我试图从https://arxiv.org/pdf/1706.02515实现新的 SELU 激活功能。有关更多信息,这里是我的代码:
import tensorflow as tf
import numpy as np
from PIL import Image
import os
from keras.activations import elu
batch_size = 32
def weight_variable(kernal_shape):
weights = tf.get_variable(name='weights', shape=kernal_shape, dtype=tf.float32, trainable=True,
initializer=tf.truncated_normal_initializer(stddev=0.02))
return weights
def bias_variable(shape):
initial = tf.constant(0.0, shape=shape)
return tf.Variable(initial)
def selu(x):
alpha = 1.6732632423543772848170429916717
scale = 1.0507009873554804934193349852946
#return scale * tf.where(x >= 0.0, x, alpha * tf.exp(x) - alpha)
return scale * elu(x, alpha)
def conv_layer(x, w_shape, b_shape, padding='SAME'):
W = weight_variable(w_shape)
tf.summary.histogram("weights", W)
b = bias_variable(b_shape)
tf.summary.histogram("biases", b)
# Note that I used a stride of 2 on purpose in order not to use max pool layer.
activations = selu(tf.nn.conv2d(x, W, strides=[1, 2, 2, 1], padding=padding) + b)
tf.summary.histogram(activations.name, activations)
W1 = tf.shape(x)[1]
W2 = tf.shape(activations)[1]
F = w_shape[0]
P = tf.divide(tf.add(tf.subtract(tf.multiply(tf.subtract(W2, 1), 2), W1), F), 2)
return activations, P
def deconv_layer(x, w_shape, b_shape, padding="SAME"):
W = weight_variable(w_shape)
tf.summary.histogram("weights", W)
b = bias_variable(b_shape)
tf.summary.histogram('biases', b)
x_shape = tf.shape(x)
out_shape = tf.stack([x_shape[0], x_shape[1] * 2, x_shape[2] * 2, w_shape[2]])
# Note that I have used a stride of 2 since I used a stride of 2 in conv layer.
transposed_activations = tf.nn.conv2d_transpose(x, W, out_shape, [1, 2, 2, 1], padding=padding) + b
tf.summary.histogram(transposed_activations.name, transposed_activations)
return transposed_activations
tfrecords_filename_seq = ["P16_db.tfrecords"]
filename_queue = tf.train.string_input_producer(tfrecords_filename_seq, num_epochs=None, shuffle=False, name='queue')
reader = tf.TFRecordReader()
_, serialized_example = reader.read(filename_queue)

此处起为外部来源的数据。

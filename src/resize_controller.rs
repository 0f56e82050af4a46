use std::time::{Duration, Instant};

// Debounces particle count changes. A request only takes effect once no
// further request has arrived for the quiet period; each new request replaces
// the pending count and restarts the wait.
#[derive(Debug)]
pub struct ResizeController {
    pending: Option<(usize, Instant)>,
    quiet_period: Duration,
    // Count of the last request seen, or of the last applied resize.
    requested: usize,
}

impl ResizeController {
    pub fn new(quiet_period: Duration, initial_count: usize) -> Self {
        ResizeController {
            pending: None,
            quiet_period,
            requested: initial_count,
        }
    }

    pub fn requested(&self) -> usize {
        self.requested
    }

    // Polled once per frame with the configured count. Only a change since
    // the last request or applied resize becomes a new request.
    pub fn sync(&mut self, requested: usize, current_count: usize, now: Instant) {
        if requested != self.requested {
            self.requested = requested;
            self.request(requested, current_count, now);
        }
    }

    // Records a resize applied outside the debounce, dropping anything pending.
    pub fn applied(&mut self, count: usize) {
        self.requested = count;
        self.pending = None;
    }

    pub fn is_pending(&self) -> bool {
        self.pending.is_some()
    }

    pub fn set_quiet_period(&mut self, quiet_period: Duration) {
        self.quiet_period = quiet_period;
    }

    // Requests for the current count are dropped while nothing is pending.
    pub fn request(&mut self, count: usize, current_count: usize, now: Instant) {
        if self.pending.is_none() && count == current_count {
            return;
        }
        log::debug!("Resize to {} particles requested", count);
        self.pending = Some((count, now));
    }

    // Returns the count to apply once the quiet period has passed, and goes
    // back to stable.
    pub fn poll(&mut self, now: Instant) -> Option<usize> {
        match self.pending {
            Some((count, requested_at))
                if now.saturating_duration_since(requested_at) >= self.quiet_period =>
            {
                self.pending = None;
                Some(count)
            }
            _ => None,
        }
    }
}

features = tf.parse_single_example(
serialized_example,
# Defaults are not specified since both keys are required.
features={
'height': tf.FixedLenFeature([], tf.int64),
'width': tf.FixedLenFeature([], tf.int64),
'image_raw': tf.FixedLenFeature([], tf.string),
'annotation_raw': tf.FixedLenFeature([], tf.string)
})
# This is how we create one example, that is, extract one example from the database.
image = tf.decode_raw(features['image_raw'], tf.uint8)
# The height and the weights are used to
height = tf.cast(features['height'], tf.int32)
width = tf.cast(features['width'], tf.int32)
# The image is reshaped since when stored as a binary format, it is flattened. Therefore, we need the
# height and the weight to restore the original image back.
image = tf.reshape(image, [height, width, 3])
image = tf.cast([image], tf.float32)
with tf.variable_scope('conv1'):
conv1, P1 = conv_layer(image, [3, 3, 3, 32], [32]) # image size: [56, 56]
with tf.variable_scope('conv2'):
conv2, P2 = conv_layer(conv1, [3, 3, 32, 64], [64]) # image size: [28, 28]
with tf.variable_scope('conv3'):
conv3, P3 = conv_layer(conv2, [3, 3, 64, 128], [128]) # image size: [14, 14]
with tf.variable_scope('conv4'):
conv4, P4 = conv_layer(conv3, [3, 3, 128, 256], [256]) # image size: [7, 7]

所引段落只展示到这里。